CYP2D6 alleles with low frequency in Eurocentrically biased study populations are often excluded from pharmacogenetic investigation and consequently may have misassigned activity values. This health inequity may be contributing to imprecise dose predictions for CYP2D6-metabolizing drugs. The objective of this study was to determine how sub-Saharan African-specific CYP2D6*17 and *29 alleles affect risperidone metabolism. To do this, we generated the largest real-world cohort of risperidone users in an African study population for pharmacogenetic studies. Risperidone users ≤ 18 years old were recruited from the Federal Neuro-Psychiatric Hospital. Health records were obtained by parent report and paper charts. CYP2D6 genotyping was performed for > 20 variants. Plasma concentrations of risperidone and 9-hydroxyrisperidone were determined by liquid chromatography mass spectrometry. CYP2D6 activity was calculated based on the metabolic ratio 9-hydroxyrisperidone:risperidone. Multivariable linear regression modeling was performed to determine the association between our alleles of interest and log-transformed ratio-defined CYP2D6 activity relative to star alleles with established activity values.

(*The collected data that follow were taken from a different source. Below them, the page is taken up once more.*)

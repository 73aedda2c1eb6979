//! Login, metrics, and the write endpoints behind dialogs and forms.

use serde_json::Value;
use shared_types::*;
use validator::Validate;

use super::{ApiClient, Expect};

/// Driver verification outcomes an admin may record.
pub const DRIVER_DECISIONS: &[&str] = &["VERIFIED", "REJECTED"];

impl ApiClient {
    /// Exchange credentials for a session. The caller stores the session in
    /// its auth context; nothing is persisted here.
    pub async fn login(&self, form: &LoginForm) -> Result<Session, AppError> {
        form.validate()?;
        let body = self.post("/admin/login", form).await?;
        if !body.get("success").and_then(Value::as_bool).unwrap_or(false) {
            let message = body.get("message").and_then(Value::as_str).map(str::to_string);
            return Err(AppError::server_or_generic(message));
        }
        let session: Session = serde_json::from_value(body)
            .map_err(|e| AppError::network(format!("Unexpected login response: {e}")))?;
        tracing::info!(username = %session.username, role = %session.role, "signed in");
        Ok(session)
    }

    pub async fn metrics_snapshot(&self) -> Result<MetricsSnapshot, AppError> {
        let body = self.get("/admin/metrics", Expect::Endpoint).await?;
        let cursor = body.get("cursor").and_then(Value::as_u64).unwrap_or(0);
        let metrics = parse_detail_envelope(body)?;
        Ok(MetricsSnapshot { metrics, cursor })
    }

    /// Long-poll for metric events after `cursor`. Returns an empty batch
    /// with the same cursor when the server times the poll out.
    pub async fn poll_metrics(&self, cursor: u64) -> Result<MetricsBatch, AppError> {
        let path = format!("/admin/metrics/live?cursor={cursor}");
        let body = self.get(&path, Expect::Endpoint).await?;
        if !body.get("success").and_then(Value::as_bool).unwrap_or(false) {
            let message = body.get("message").and_then(Value::as_str).map(str::to_string);
            return Err(AppError::server_or_generic(message));
        }
        serde_json::from_value(body)
            .map_err(|e| AppError::network(format!("Unexpected metrics batch: {e}")))
    }

    pub async fn assign_issue(&self, issue_id: &str, agent_id: &str) -> Result<Option<String>, AppError> {
        if agent_id.trim().is_empty() {
            return Err(AppError::invalid_field("agentId", "Choose an agent"));
        }
        let path = format!("/admin/issues/{}/assign", urlencoding::encode(issue_id));
        let request = AssignIssueRequest {
            agent_id: agent_id.to_string(),
        };
        let ack = parse_ack_envelope(self.post(&path, &request).await?)?;
        tracing::info!(issue_id, agent_id, "issue assigned");
        Ok(ack)
    }

    pub async fn update_issue_status(&self, issue_id: &str, status: &str) -> Result<Option<String>, AppError> {
        if !ISSUE_STATUSES.contains(&status) {
            return Err(AppError::invalid_field("status", format!("Unknown status `{status}`")));
        }
        let path = format!("/admin/issues/{}/status", urlencoding::encode(issue_id));
        let request = UpdateIssueStatusRequest {
            status: status.to_string(),
        };
        parse_ack_envelope(self.post(&path, &request).await?)
    }

    pub async fn block_user(&self, user_id: &str, blocked: bool) -> Result<Option<String>, AppError> {
        let path = format!("/admin/users/{}/block", urlencoding::encode(user_id));
        let ack = parse_ack_envelope(self.post(&path, &BlockUserRequest { blocked }).await?)?;
        tracing::info!(user_id, blocked, "user block state changed");
        Ok(ack)
    }

    pub async fn verify_driver(&self, driver_id: &str, status: &str) -> Result<Option<String>, AppError> {
        if !DRIVER_DECISIONS.contains(&status) {
            return Err(AppError::invalid_field(
                "status",
                "Drivers can only be verified or rejected",
            ));
        }
        let path = format!("/admin/drivers/{}/verify", urlencoding::encode(driver_id));
        let request = VerifyDriverRequest {
            status: status.to_string(),
        };
        parse_ack_envelope(self.post(&path, &request).await?)
    }

    pub async fn create_category(&self, form: &CreateCategoryForm) -> Result<Option<String>, AppError> {
        form.validate()?;
        parse_ack_envelope(self.post("/admin/categories", form).await?)
    }

    pub async fn create_offer(&self, form: &CreateOfferForm) -> Result<Option<String>, AppError> {
        form.check()?;
        parse_ack_envelope(self.post("/admin/offers", form).await?)
    }

    pub async fn list_pricing(&self) -> Result<Vec<FareRule>, AppError> {
        let body = self.get("/admin/pricing", Expect::Endpoint).await?;
        parse_detail_envelope(body)
    }

    pub async fn update_fare_rule(&self, category_id: &str, form: &FareRuleForm) -> Result<Option<String>, AppError> {
        form.validate()?;
        let path = format!("/admin/pricing/{}", urlencoding::encode(category_id));
        parse_ack_envelope(self.post(&path, form).await?)
    }
}
use chrono::{DateTime, Utc};
use serde::{Deserialize, Serialize};

use crate::listing::{Listable, SortValue};
use crate::user::full_name;

pub const DRIVER_STATUSES: &[&str] = &["PENDING", "VERIFIED", "REJECTED"];

pub const DRIVER_SORT_KEYS: &[&str] = &[
    "createdAt:desc",
    "createdAt:asc",
    "rating:desc",
    "rating:asc",
];

#[derive(Debug, Clone, PartialEq, Serialize, Deserialize)]
#[serde(rename_all = "camelCase")]
pub struct Driver {
    #[serde(alias = "_id")]
    pub id: String,
    pub first_name: String,
    #[serde(default)]
    pub last_name: String,
    pub phone: String,
    #[serde(default)]
    pub vehicle_number: Option<String>,
    pub verification_status: String,
    #[serde(default)]
    pub rating: Option<f64>,
    #[serde(default)]
    pub online: bool,
    pub created_at: DateTime<Utc>,
}

impl Driver {
    pub fn full_name(&self) -> String {
        full_name(&self.first_name, &self.last_name)
    }
}

impl Listable for Driver {
    fn row_id(&self) -> &str {
        &self.id
    }

    fn status(&self) -> &str {
        &self.verification_status
    }

    fn created_at(&self) -> DateTime<Utc> {
        self.created_at
    }

    fn search_haystack(&self) -> String {
        format!(
            "{} {} {}",
            self.full_name(),
            self.phone,
            self.vehicle_number.as_deref().unwrap_or_default()
        )
    }

    fn sort_value(&self, field: &str) -> Option<SortValue> {
        match field {
            "createdAt" => Some(SortValue::Time(self.created_at)),
            "rating" => Some(SortValue::Number(self.rating.unwrap_or(0.0))),
            _ => None,
        }
    }
}

/// Uploaded document as listed on the driver detail card.
#[derive(Debug, Clone, PartialEq, Serialize, Deserialize)]
#[serde(rename_all = "camelCase")]
pub struct DriverDocument {
    pub kind: String,
    pub url: String,
    #[serde(default)]
    pub expires_at: Option<DateTime<Utc>>,
}

#[derive(Debug, Clone, PartialEq, Serialize, Deserialize)]
#[serde(rename_all = "camelCase")]
pub struct DriverDetail {
    #[serde(flatten)]
    pub driver: Driver,
    #[serde(default)]
    pub vehicle_model: Option<String>,
    #[serde(default)]
    pub completed_rides: u32,
    #[serde(default)]
    pub documents: Vec<DriverDocument>,
}

/// Body for `POST /admin/drivers/:id/verify`.
#[derive(Debug, Clone, PartialEq, Serialize, Deserialize)]
pub struct VerifyDriverRequest {
    pub status: String,
}
//! Live dashboard counters.
//!
//! The board starts from a REST snapshot and then folds in long-poll batches.
//! Each event only overwrites the fields it carries (last write wins). Once
//! detached, further batches are ignored.

use shared_types::{AppError, LiveMetrics, MetricsBatch, MetricsSnapshot, MetricsUpdate};

use crate::api::ApiClient;

#[derive(Debug, Clone, PartialEq)]
pub struct LiveBoard {
    metrics: LiveMetrics,
    cursor: u64,
    attached: bool,
}

impl LiveBoard {
    /// Board seeded from `snapshot`; the feed resumes at the snapshot's cursor.
    pub fn from_snapshot(snapshot: MetricsSnapshot) -> Self {
        Self {
            metrics: snapshot.metrics,
            cursor: snapshot.cursor,
            attached: true,
        }
    }

    pub fn metrics(&self) -> &LiveMetrics {
        &self.metrics
    }

    /// Cursor to resume the feed from.
    pub fn cursor(&self) -> u64 {
        self.cursor
    }

    pub fn is_attached(&self) -> bool {
        self.attached
    }

    pub fn apply_update(&mut self, update: &MetricsUpdate) {
        if self.attached {
            self.metrics.apply(update);
        }
    }

    /// Fold a batch in arrival order. Returns how many events were applied.
    pub fn apply_batch(&mut self, batch: &MetricsBatch) -> usize {
        if !self.attached {
            return 0;
        }
        if batch.cursor < self.cursor {
            tracing::debug!(cursor = batch.cursor, current = self.cursor, "ignoring rewound batch");
            return 0;
        }
        for event in &batch.events {
            self.metrics.apply(event);
        }
        self.cursor = batch.cursor;
        batch.events.len()
    }

    /// Stop accepting events, e.g. when the dashboard unmounts.
    pub fn detach(&mut self) {
        self.attached = false;
    }
}

/// Poll the live feed from `cursor`, handing each batch to `sink` until it
/// returns `false`. A failed poll ends the feed; there is no retry.
pub async fn follow_feed<F>(api: &ApiClient, mut cursor: u64, mut sink: F) -> Result<(), AppError>
where
    F: FnMut(MetricsBatch) -> bool,
{
    loop {
        let batch = api.poll_metrics(cursor).await?;
        cursor = cursor.max(batch.cursor);
        if !sink(batch) {
            tracing::debug!(cursor, "live feed detached");
            return Ok(());
        }
    }
}
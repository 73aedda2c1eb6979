//! Request sequencing for one table instance.
//!
//! Every outbound request gets a ticket carrying a monotonically increasing
//! sequence number and an abort registration. Starting a new request aborts
//! the one in flight, and only the outcome whose sequence matches the active
//! request is ever handed back to the caller.

use futures::future::{AbortHandle, AbortRegistration, Abortable};
use shared_types::AppError;
use std::future::Future;

/// Tracks the single request a table is currently waiting on.
#[derive(Debug, Default)]
pub struct FetchCoordinator {
    next_seq: u64,
    active: Option<u64>,
    in_flight: Option<AbortHandle>,
    error: Option<AppError>,
}

/// Permission to run one request, keyed by what is being fetched.
#[derive(Debug)]
pub struct FetchTicket<K> {
    seq: u64,
    key: K,
    registration: AbortRegistration,
}

/// How a ticketed request ended.
#[derive(Debug)]
pub enum Completion<T> {
    Finished(Result<T, AppError>),
    Aborted,
}

#[derive(Debug)]
pub struct FetchOutcome<K, T> {
    pub seq: u64,
    pub key: K,
    pub completion: Completion<T>,
}

impl<K> FetchTicket<K> {
    pub fn seq(&self) -> u64 {
        self.seq
    }

    pub fn key(&self) -> &K {
        &self.key
    }

    /// Drive `request` to completion unless the ticket is superseded first.
    pub async fn run<T, Fut>(self, request: Fut) -> FetchOutcome<K, T>
    where
        Fut: Future<Output = Result<T, AppError>>,
    {
        let completion = match Abortable::new(request, self.registration).await {
            Ok(result) => Completion::Finished(result),
            Err(_) => Completion::Aborted,
        };
        FetchOutcome {
            seq: self.seq,
            key: self.key,
            completion,
        }
    }

    /// Close the ticket with an already-known result.
    pub fn complete<T>(self, result: Result<T, AppError>) -> FetchOutcome<K, T> {
        FetchOutcome {
            seq: self.seq,
            key: self.key,
            completion: Completion::Finished(result),
        }
    }
}

impl FetchCoordinator {
    pub fn new() -> Self {
        Self::default()
    }

    /// Start a request for `key`: aborts whatever is in flight, marks the
    /// table loading and clears the previous error.
    pub fn begin<K>(&mut self, key: K) -> FetchTicket<K> {
        if let Some(handle) = self.in_flight.take() {
            handle.abort();
        }
        self.next_seq += 1;
        let (handle, registration) = AbortHandle::new_pair();
        self.in_flight = Some(handle);
        self.active = Some(self.next_seq);
        self.error = None;
        FetchTicket {
            seq: self.next_seq,
            key,
            registration,
        }
    }

    /// Accept an outcome if it belongs to the active request.
    ///
    /// Returns `None` for superseded, aborted, or cancelled requests; the
    /// caller must not touch its displayed state in that case.
    pub fn accept<K, T>(&mut self, outcome: FetchOutcome<K, T>) -> Option<(K, Result<T, AppError>)> {
        if self.active != Some(outcome.seq) {
            tracing::debug!(seq = outcome.seq, active = ?self.active, "discarding stale response");
            return None;
        }
        let result = match outcome.completion {
            Completion::Finished(result) => result,
            Completion::Aborted => return None,
        };
        self.active = None;
        self.in_flight = None;
        if let Err(err) = &result {
            tracing::warn!(seq = outcome.seq, error = %err, "request failed");
            self.error = Some(err.clone());
        }
        Some((outcome.key, result))
    }

    /// Abort the in-flight request, e.g. when the screen unmounts.
    pub fn cancel(&mut self) {
        if let Some(handle) = self.in_flight.take() {
            handle.abort();
        }
        self.active = None;
    }

    pub fn is_loading(&self) -> bool {
        self.active.is_some()
    }

    pub fn error(&self) -> Option<&AppError> {
        self.error.as_ref()
    }

    pub fn clear_error(&mut self) {
        self.error = None;
    }

    /// Sequence number of the most recently issued request.
    pub fn latest_seq(&self) -> u64 {
        self.next_seq
    }
}

impl Drop for FetchCoordinator {
    fn drop(&mut self) {
        self.cancel();
    }
}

Across 208 enrolled participants, CYP2D6 activity value for *17 was found to be twice that of normal function alleles, while *29 was comparable to no function alleles. These results contrast previous values assigned to *17 and *29 from guidelines, which are not based on evidence with risperidone, suggesting the possibility of substrate specificity for these alleles. Ultimately, our findings have the potential to improve risperidone prescribing, especially for patient groups with substantial sub-Saharan African ancestry. Importantly, this work underscores the critical need to better understand the effects of ancestry-specific alleles for achieving equitable pharmacotherapeutic health outcomes.